Traditionally, Dye-sensitized photo electrochemical cells (DSPECs) have been targeted for solar-driven water splitting as production of fuels in aqueous media. Recently, hydrogen atom transfer incorporated dye-sensitized photo electrochemical cell (HAT-DSPEC) which used photocatalyst and homogeneous catalysts incorporating system was suggested for the decomposition process of lignin. This HAT-DSPEC system representing conversion efficiencies over 90% resulted in the formation of the oxidized ketone product from model compounds under simulated solar illumination with an applied bias 0.4 V vs Ag/Ag+ for 24 hrs. However, they have several issues such as long reaction time, low stability, and high bias potential.To overcome these problems, in this study, dye-sensitized photovoltaics’ advanced technic is applied. In HAT-DSPEC system, photo-anode (TiO2@Dye) has important role to produce oxoammonium species by oxidizing nitroxyl derivatives, such as 4-acetomido TEMPO (ACT). And these oxoammonium species act as a catalytic reaction with lignin model compounds (LMCs) to oxidizing of 1o or 2o alcohol and cleavage Caryl-Cα bond cleavage. However, in photo-anode, lots of charge recombination and electron back transfer occurs on the FTO and TiO2 surface and it induce low current and reactivity. For effectively producing oxoammonium species from photoelectrode, using blocking layer to passivate FTO surface from electrolytes and applying TiCl4 post-treatment for fast charge transport in TiO2 by enhancing interconnection of TiO2 nanoparticles.
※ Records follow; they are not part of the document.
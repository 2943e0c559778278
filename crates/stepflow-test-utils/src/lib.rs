//! Mock handlers and observers shared by the Stepflow test suites.

use std::sync::atomic::{AtomicBool, AtomicUsize, Ordering};
use std::sync::{Arc, Mutex};
use std::time::Duration;

use futures::future::BoxFuture;
use serde_json::json;
use tokio::time::Instant;

use stepflow_core::error::{Result, StepflowError};
use stepflow_core::traits::{NodeHandler, RunObserver};
use stepflow_core::types::{ContextDelta, ExecutionContext, ExecutionPath, RunId};

/// Shared view of how often a handler was called and when.
#[derive(Debug, Clone, Default)]
pub struct CallLog {
    count: Arc<AtomicUsize>,
    times: Arc<Mutex<Vec<Instant>>>,
}

impl CallLog {
    fn record(&self) -> usize {
        self.times.lock().unwrap().push(Instant::now());
        self.count.fetch_add(1, Ordering::SeqCst) + 1
    }

    pub fn count(&self) -> usize {
        self.count.load(Ordering::SeqCst)
    }

    /// Time elapsed between consecutive calls.
    pub fn gaps(&self) -> Vec<Duration> {
        let times = self.times.lock().unwrap();
        times.windows(2).map(|w| w[1] - w[0]).collect()
    }
}

/// Fails a fixed number of times, then returns `delta` forever after.
pub struct ScriptedHandler {
    failures: usize,
    delta: ContextDelta,
    log: CallLog,
}

impl ScriptedHandler {
    pub fn new(failures: usize, delta: ContextDelta) -> Self {
        Self {
            failures,
            delta,
            log: CallLog::default(),
        }
    }

    /// Never succeeds.
    pub fn always_failing() -> Self {
        Self::new(usize::MAX, ContextDelta::new())
    }

    pub fn log(&self) -> CallLog {
        self.log.clone()
    }
}

impl NodeHandler for ScriptedHandler {
    fn handle(&self, _ctx: ExecutionContext) -> BoxFuture<'_, Result<ContextDelta>> {
        Box::pin(async move {
            let attempt = self.log.record();
            if attempt <= self.failures {
                Err(StepflowError::handler(format!("attempt {attempt} failed")))
            } else {
                Ok(self.delta.clone())
            }
        })
    }
}

/// Adds one to an integer key, starting from zero.
pub struct IncrementHandler {
    key: String,
    log: CallLog,
}

impl IncrementHandler {
    pub fn new(key: impl Into<String>) -> Self {
        Self {
            key: key.into(),
            log: CallLog::default(),
        }
    }

    pub fn log(&self) -> CallLog {
        self.log.clone()
    }
}

impl NodeHandler for IncrementHandler {
    fn handle(&self, ctx: ExecutionContext) -> BoxFuture<'_, Result<ContextDelta>> {
        Box::pin(async move {
            self.log.record();
            let current = ctx.get_i64(&self.key).unwrap_or(0);
            Ok(ContextDelta::new().with(self.key.clone(), json!(current + 1)))
        })
    }
}

/// Sleeps before answering. Raises a flag if dropped mid-sleep.
pub struct SlowHandler {
    delay: Duration,
    cancelled: Arc<AtomicBool>,
    log: CallLog,
}

impl SlowHandler {
    pub fn new(delay: Duration) -> Self {
        Self {
            delay,
            cancelled: Arc::new(AtomicBool::new(false)),
            log: CallLog::default(),
        }
    }

    pub fn log(&self) -> CallLog {
        self.log.clone()
    }

    /// Set once an in-flight invocation was dropped before finishing.
    pub fn cancelled_flag(&self) -> Arc<AtomicBool> {
        self.cancelled.clone()
    }
}

struct CancelGuard {
    flag: Arc<AtomicBool>,
    armed: bool,
}

impl Drop for CancelGuard {
    fn drop(&mut self) {
        if self.armed {
            self.flag.store(true, Ordering::SeqCst);
        }
    }
}

impl NodeHandler for SlowHandler {
    fn handle(&self, _ctx: ExecutionContext) -> BoxFuture<'_, Result<ContextDelta>> {
        Box::pin(async move {
            self.log.record();
            let mut guard = CancelGuard {
                flag: self.cancelled.clone(),
                armed: true,
            };
            tokio::time::sleep(self.delay).await;
            guard.armed = false;
            Ok(ContextDelta::new().with("slow", json!("done")))
        })
    }
}

/// Records every notification as a short string, e.g. `node_started:a`.
#[derive(Debug, Default)]
pub struct RecordingObserver {
    events: Mutex<Vec<String>>,
    paths: Mutex<Vec<ExecutionPath>>,
}

impl RecordingObserver {
    pub fn new() -> Self {
        Self::default()
    }

    pub fn events(&self) -> Vec<String> {
        self.events.lock().unwrap().clone()
    }

    /// Paths handed to `on_run_completed`, one per finished run.
    pub fn completed_paths(&self) -> Vec<ExecutionPath> {
        self.paths.lock().unwrap().clone()
    }

    /// Number of node-level notifications seen.
    pub fn node_event_count(&self) -> usize {
        self.events()
            .iter()
            .filter(|e| e.starts_with("node_"))
            .count()
    }

    fn push(&self, event: String) {
        self.events.lock().unwrap().push(event);
    }
}

impl RunObserver for RecordingObserver {
    fn on_run_started(&self, _run_id: &RunId, _context: &ExecutionContext) {
        self.push("run_started".into());
    }

    fn on_node_started(&self, _run_id: &RunId, node_id: &str, _context: &ExecutionContext) {
        self.push(format!("node_started:{node_id}"));
    }

    fn on_node_completed(&self, _run_id: &RunId, node_id: &str, _delta: &ContextDelta) {
        self.push(format!("node_completed:{node_id}"));
    }

    fn on_node_failed(&self, _run_id: &RunId, node_id: &str, _error: &StepflowError) {
        self.push(format!("node_failed:{node_id}"));
    }

    fn on_run_completed(&self, _run_id: &RunId, _context: &ExecutionContext, path: &ExecutionPath) {
        self.paths.lock().unwrap().push(path.clone());
        self.push("run_completed".into());
    }
}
The photocurrent response of the m-TiO2@Ru470 photoelectrode in a nonaqueous electrolyte was examined with increasing mediator concentration during light on/off cycles under AM 1.5G illumination (100 mW/cm2), with an applied bias 0.1 V vs Ag/Ag+. Three kinds of electrode condition such as m-TiO2, BL/m-TiO2, BL/m-TiO2/TiCl4 post treatment was examined under same condition and treated photoelectrode (BL/m-TiO2/TiCl4) showed a significant increase in maximum photocurrent up to approximately 367.69 μA/cm2 with 3 mM ACT mediator, while BL/m-TiO2 exhibits 26.75 μA/cm2 and m-TiO2 1.26 μA/cm2. This result indicates that the blocking layer and TiCl4 post treatment enhanced electron lifetime and collection efficiency in the photoelectrode, as well as enhancing the capability of producing oxoammonium species.